Acute disseminated encephalomyelitis (ADEM) is an intense attack of inflammation (swelling) in the brain and spinal cord and occasionally the optic nerves that damages the brain’s myelin (the coating of nerve fibers). Other terms used to refer to ADEM include “post-infectious encephalomyelitis” and “immune-mediated encephalomyelitis.”

The cause of ADEM is not clear, but in more than half of the cases, symptoms appear following a viral or bacterial infection, usually a sore throat or cough and very rarely following vaccination. Most often, ADEM begins about 4 to 14 days after an infection. Sometimes there is no infection before someone develops ADEM and the exact cause is unclear.

ADEM is sometimes difficult to distinguish from multiple sclerosis because the symptoms common to both demyelinating disorders can include loss of vision, weakness, numbness and loss of balance or coordination. Both ADEM and MS involve immune-mediated damage to myelin in the brain and spinal cord caused by inflammation.

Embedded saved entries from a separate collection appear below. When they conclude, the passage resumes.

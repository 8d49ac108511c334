//! Report data model shared by the orchestrator, cache, snapshot store, and
//! HTTP surface.

use serde::{Deserialize, Serialize};

use crate::checks::Check;

/// One classified audit result for a target URL.
///
/// Serialized as camelCase JSON; optional fields are omitted when unset so
/// cached, snapshotted, and fresh payloads stay byte-comparable.
#[derive(Debug, Clone, Serialize, Deserialize)]
#[serde(rename_all = "camelCase")]
pub struct Report {
    /// Always true for reports; error responses use a different shape.
    pub ok: bool,
    /// The raw user-supplied target.
    pub url: String,
    /// The target after scheme normalization.
    pub normalized_url: String,
    /// The URL the page fetch landed on after redirects.
    pub final_url: String,
    /// HTTP status of the page fetch; 0 on the timeout path.
    pub fetched_status: u16,
    /// Page fetch latency in milliseconds; the full budget on timeout.
    pub timing_ms: u64,
    /// Extracted `<title>` text, empty when unavailable.
    pub title: String,
    /// Extracted meta description, empty when unavailable.
    pub meta_description: String,
    /// PageSpeed Insights performance score (0-100) when probed.
    #[serde(skip_serializing_if = "Option::is_none")]
    pub speed: Option<u32>,
    /// Weighted overall score (0-100).
    #[serde(skip_serializing_if = "Option::is_none")]
    pub score: Option<u32>,
    /// The findings, exactly one per applicable check id.
    pub checks: Vec<Check>,
    /// Set when the origin refused automated access twice.
    #[serde(skip_serializing_if = "Option::is_none")]
    pub blocked: Option<bool>,
    /// Set when the page fetch exceeded its deadline.
    #[serde(skip_serializing_if = "Option::is_none")]
    pub timeout: Option<bool>,
    /// Set when served from the in-process cache.
    #[serde(skip_serializing_if = "Option::is_none")]
    pub cached: Option<bool>,
    /// Age of the cached payload in milliseconds.
    #[serde(skip_serializing_if = "Option::is_none")]
    pub cache_age_ms: Option<u64>,
    /// Relative blob path of the persisted snapshot.
    #[serde(skip_serializing_if = "Option::is_none")]
    pub share_blob_path: Option<String>,
    /// Absolute URL of the persisted snapshot.
    #[serde(skip_serializing_if = "Option::is_none")]
    pub share_blob_url: Option<String>,
    /// Shareable widget URL referencing the snapshot.
    #[serde(skip_serializing_if = "Option::is_none")]
    pub share_url: Option<String>,
    /// Per-probe timings, attached only when `DEBUG_AUDIT=1`.
    #[serde(rename = "_diag", skip_serializing_if = "Option::is_none")]
    pub diag: Option<Vec<DiagEntry>>,
}

impl Report {
    /// Looks up a check by id.
    pub fn check(&self, id: &str) -> Option<&Check> {
        self.checks.iter().find(|c| c.id == id)
    }

    /// Whether this report may be cached: blocked and timeout outcomes are
    /// transient origin states and must be re-audited.
    pub fn cacheable(&self) -> bool {
        self.blocked != Some(true) && self.timeout != Some(true)
    }
}

/// One `_diag` entry: how long a probe took.
#[derive(Debug, Clone, Serialize, Deserialize)]
pub struct DiagEntry {
    /// Probe name, e.g. `page`, `robots`, `psi`.
    pub probe: String,
    /// Elapsed milliseconds.
    pub ms: u64,
}
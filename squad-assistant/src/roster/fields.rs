// Canonical roster fields and the header synonym table.
//
// Club exports from different tools name the same column differently
// ("Player Name" vs "Name", "Club" vs "Team", "ID" vs "DefinitionId").
// Every raw header resolves to at most one `CanonicalField` through a
// case-insensitive exact match against the synonyms below.

use std::collections::HashMap;
use std::fmt;

use serde::{Deserialize, Serialize};

// ---------------------------------------------------------------------------
// CanonicalField
// ---------------------------------------------------------------------------

/// One of the fixed, semantically named roster attributes.
#[derive(Debug, Clone, Copy, PartialEq, Eq, Hash, PartialOrd, Ord, Serialize, Deserialize)]
pub enum CanonicalField {
    Name,
    Rating,
    Rarity,
    PreferredPosition,
    AlternatePositions,
    Nation,
    League,
    Team,
    PriceLimits,
    LastSalePrice,
    DiscardValue,
    Untradeable,
    Loans,
    DefinitionId,
    IsDuplicate,
    IsInActive11,
    ExternalPrice,
    Pace,
    Shooting,
    Passing,
    Dribbling,
    Defending,
    Physicality,
    TacticalIntelligence,
    PlayStyles,
    PlayStylePlus,
    Archetype,
}

impl CanonicalField {
    /// Every canonical field, in declaration order.
    pub const ALL: [CanonicalField; 27] = [
        CanonicalField::Name,
        CanonicalField::Rating,
        CanonicalField::Rarity,
        CanonicalField::PreferredPosition,
        CanonicalField::AlternatePositions,
        CanonicalField::Nation,
        CanonicalField::League,
        CanonicalField::Team,
        CanonicalField::PriceLimits,
        CanonicalField::LastSalePrice,
        CanonicalField::DiscardValue,
        CanonicalField::Untradeable,
        CanonicalField::Loans,
        CanonicalField::DefinitionId,
        CanonicalField::IsDuplicate,
        CanonicalField::IsInActive11,
        CanonicalField::ExternalPrice,
        CanonicalField::Pace,
        CanonicalField::Shooting,
        CanonicalField::Passing,
        CanonicalField::Dribbling,
        CanonicalField::Defending,
        CanonicalField::Physicality,
        CanonicalField::TacticalIntelligence,
        CanonicalField::PlayStyles,
        CanonicalField::PlayStylePlus,
        CanonicalField::Archetype,
    ];

    /// The six face stats, in card order.
    pub const SUBSTATS: [CanonicalField; 6] = [
        CanonicalField::Pace,
        CanonicalField::Shooting,
        CanonicalField::Passing,
        CanonicalField::Dribbling,
        CanonicalField::Defending,
        CanonicalField::Physicality,
    ];

    /// Resolve a raw header to its canonical field.
    ///
    /// Matching is case-insensitive and exact after trimming surrounding
    /// whitespace. Unknown headers return `None`.
    pub fn normalize(raw_header: &str) -> Option<CanonicalField> {
        let key = raw_header.trim().to_lowercase();
        let field = match key.as_str() {
            "name" | "player name" | "player" | "playername" | "player_name" | "full name" => {
                CanonicalField::Name
            }
            "rating" | "ovr" | "overall" | "overall rating" => CanonicalField::Rating,
            "rarity" | "card type" | "version" => CanonicalField::Rarity,
            "preferred position" | "preferredposition" | "preferred_position" | "pos"
            | "position" | "main position" => CanonicalField::PreferredPosition,
            "alternate positions" | "alternatepositions" | "alternate_positions"
            | "alt positions" | "alt pos" | "other positions" => {
                CanonicalField::AlternatePositions
            }
            "nation" | "nationality" | "country" => CanonicalField::Nation,
            "league" => CanonicalField::League,
            "team" | "club" => CanonicalField::Team,
            "price limits" | "pricelimits" | "price_limits" | "price range" => {
                CanonicalField::PriceLimits
            }
            "last sale price" | "lastsaleprice" | "last_sale_price" | "last sale" => {
                CanonicalField::LastSalePrice
            }
            "discard value" | "discardvalue" | "discard_value" | "quick sell" => {
                CanonicalField::DiscardValue
            }
            "untradeable" | "untradable" | "is untradeable" | "isuntradeable" => {
                CanonicalField::Untradeable
            }
            "loans" | "loan" | "is loan" => CanonicalField::Loans,
            "id" | "player id" | "playerid" | "player_id" | "definitionid" | "definition id"
            | "definition_id" => CanonicalField::DefinitionId,
            "isduplicate" | "is duplicate" | "is_duplicate" | "duplicate" => {
                CanonicalField::IsDuplicate
            }
            "isinactive11" | "is in active 11" | "is_in_active_11" | "in active 11"
            | "active 11" => CanonicalField::IsInActive11,
            "price" | "externalprice" | "external price" | "external_price" | "market price" => {
                CanonicalField::ExternalPrice
            }
            "pace" | "pac" => CanonicalField::Pace,
            "shooting" | "sho" => CanonicalField::Shooting,
            "passing" | "pas" => CanonicalField::Passing,
            "dribbling" | "dri" => CanonicalField::Dribbling,
            "defending" | "def" => CanonicalField::Defending,
            "physicality" | "physical" | "phy" => CanonicalField::Physicality,
            "tactical intelligence" | "tacticalintelligence" | "tactical_intelligence" => {
                CanonicalField::TacticalIntelligence
            }
            "playstyle" | "playstyles" | "play styles" => CanonicalField::PlayStyles,
            "playstyleplus" | "playstyle+" | "playstyles+" | "playstyle plus"
            | "playstyles plus" => CanonicalField::PlayStylePlus,
            "archetype" | "role" => CanonicalField::Archetype,
            _ => return None,
        };
        Some(field)
    }

    /// Human-facing canonical column name, as written in a canonical export.
    pub fn label(self) -> &'static str {
        match self {
            CanonicalField::Name => "Name",
            CanonicalField::Rating => "Rating",
            CanonicalField::Rarity => "Rarity",
            CanonicalField::PreferredPosition => "Preferred Position",
            CanonicalField::AlternatePositions => "Alternate Positions",
            CanonicalField::Nation => "Nation",
            CanonicalField::League => "League",
            CanonicalField::Team => "Team",
            CanonicalField::PriceLimits => "PriceLimits",
            CanonicalField::LastSalePrice => "LastSalePrice",
            CanonicalField::DiscardValue => "DiscardValue",
            CanonicalField::Untradeable => "Untradeable",
            CanonicalField::Loans => "Loans",
            CanonicalField::DefinitionId => "DefinitionId",
            CanonicalField::IsDuplicate => "IsDuplicate",
            CanonicalField::IsInActive11 => "IsInActive11",
            CanonicalField::ExternalPrice => "ExternalPrice",
            CanonicalField::Pace => "Pace",
            CanonicalField::Shooting => "Shooting",
            CanonicalField::Passing => "Passing",
            CanonicalField::Dribbling => "Dribbling",
            CanonicalField::Defending => "Defending",
            CanonicalField::Physicality => "Physicality",
            CanonicalField::TacticalIntelligence => "Tactical Intelligence",
            CanonicalField::PlayStyles => "PlayStyle",
            CanonicalField::PlayStylePlus => "PlayStylePlus",
            CanonicalField::Archetype => "Archetype",
        }
    }
}

impl fmt::Display for CanonicalField {
    fn fmt(&self, f: &mut fmt::Formatter<'_>) -> fmt::Result {
        f.write_str(self.label())
    }
}

// ---------------------------------------------------------------------------
// ColumnMap
// ---------------------------------------------------------------------------

/// Binding from canonical field to the column index that supplies it.
///
/// Built once per import from the header row. When two headers normalize to
/// the same field, the leftmost one keeps the binding.
#[derive(Debug, Clone, Default)]
pub struct ColumnMap {
    indices: HashMap<CanonicalField, usize>,
    /// Raw headers that matched no canonical field. Their columns are never read.
    unmapped: Vec<String>,
    /// Raw headers that repeated an already bound field.
    shadowed: Vec<String>,
}

impl ColumnMap {
    pub fn from_headers<S: AsRef<str>>(headers: &[S]) -> Self {
        let mut map = ColumnMap::default();
        for (index, header) in headers.iter().enumerate() {
            let header = header.as_ref();
            match CanonicalField::normalize(header) {
                Some(field) => {
                    if map.indices.contains_key(&field) {
                        map.shadowed.push(header.trim().to_string());
                    } else {
                        map.indices.insert(field, index);
                    }
                }
                None => map.unmapped.push(header.trim().to_string()),
            }
        }
        map
    }

    /// Column index bound to `field`, if any.
    pub fn index(&self, field: CanonicalField) -> Option<usize> {
        self.indices.get(&field).copied()
    }

    pub fn contains(&self, field: CanonicalField) -> bool {
        self.indices.contains_key(&field)
    }

    /// The fields from `required` that have no bound column, in the order given.
    pub fn missing(&self, required: &[CanonicalField]) -> Vec<CanonicalField> {
        required
            .iter()
            .copied()
            .filter(|f| !self.contains(*f))
            .collect()
    }

    pub fn unmapped(&self) -> &[String] {
        &self.unmapped
    }

    pub fn shadowed(&self) -> &[String] {
        &self.shadowed
    }

    /// Number of canonical fields bound to a column.
    pub fn len(&self) -> usize {
        self.indices.len()
    }

    pub fn is_empty(&self) -> bool {
        self.indices.is_empty()
    }
}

In both diseases, the body’s immune system mistakenly identifies its own healthy cells and tissues as foreign and mounts an attack against them. This attack results in damaging inflammation. Auto-antibodies directed against a component of myelin called myelin oligodendrocyte glycoprotein (MOG) — evidence of this immune attack — are found in 36-64% of children with ADEM.

Symptoms of ADEM

Symptoms of ADEM can come on rapidly, within a few days. The location of the inflammation (swelling) within the brain, spinal cord and optic nerves determines what symptoms may occur, including:

  • Fever
  • Headache (can be prolonged and severe in children)
  • Nausea and vomiting
  • Neurological changes including
    • Confusion, drowsiness or coma
    • Numbness or tingling (sensory changes)
    • Seizures
    • Trouble swallowing
    • Trouble with vision, often in both eyes (optic neuritis)
    • Unsteady walk (ataxia)
    • Weakness in the arms or legs

Tools for diagnosing ADEM

Diagnosis requires evaluation over several months, after ruling out similar conditions like neuromyelitis optica spectrum disorder (NMOSD) and myelin oligodendrocyte glycoprotein antibody disease (MOGAD). The process of diagnosis will include:

  • A medical history including recent history of infection or vaccination.
  • A neurological examination of some of the above symptoms.
  • Brain and spinal cord magnetic resonance imaging (MRI) scans.
  • lumbar puncture (spinal tap) to make sure there is no infection in the spinal fluid such as meningitis or encephalitis.
  • Blood tests to look for conditions such as NMOSD or MOGAD.

Who gets ADEM, and when?

Although ADEM can appear at any age, children are more likely than adults to develop it. More than 80% of childhood cases occur in patients younger than 10 years old. Most of the remaining cases occur between the ages of 10 and 20. In rare instances, ADEM is diagnosed in adults. ADEM is thought to affect 1 in every 125,000 to 250,000 individuals each year. ADEM appears slightly more frequently in those assigned male at birth than those assigned female, with a male to female ratio of 1.3:1.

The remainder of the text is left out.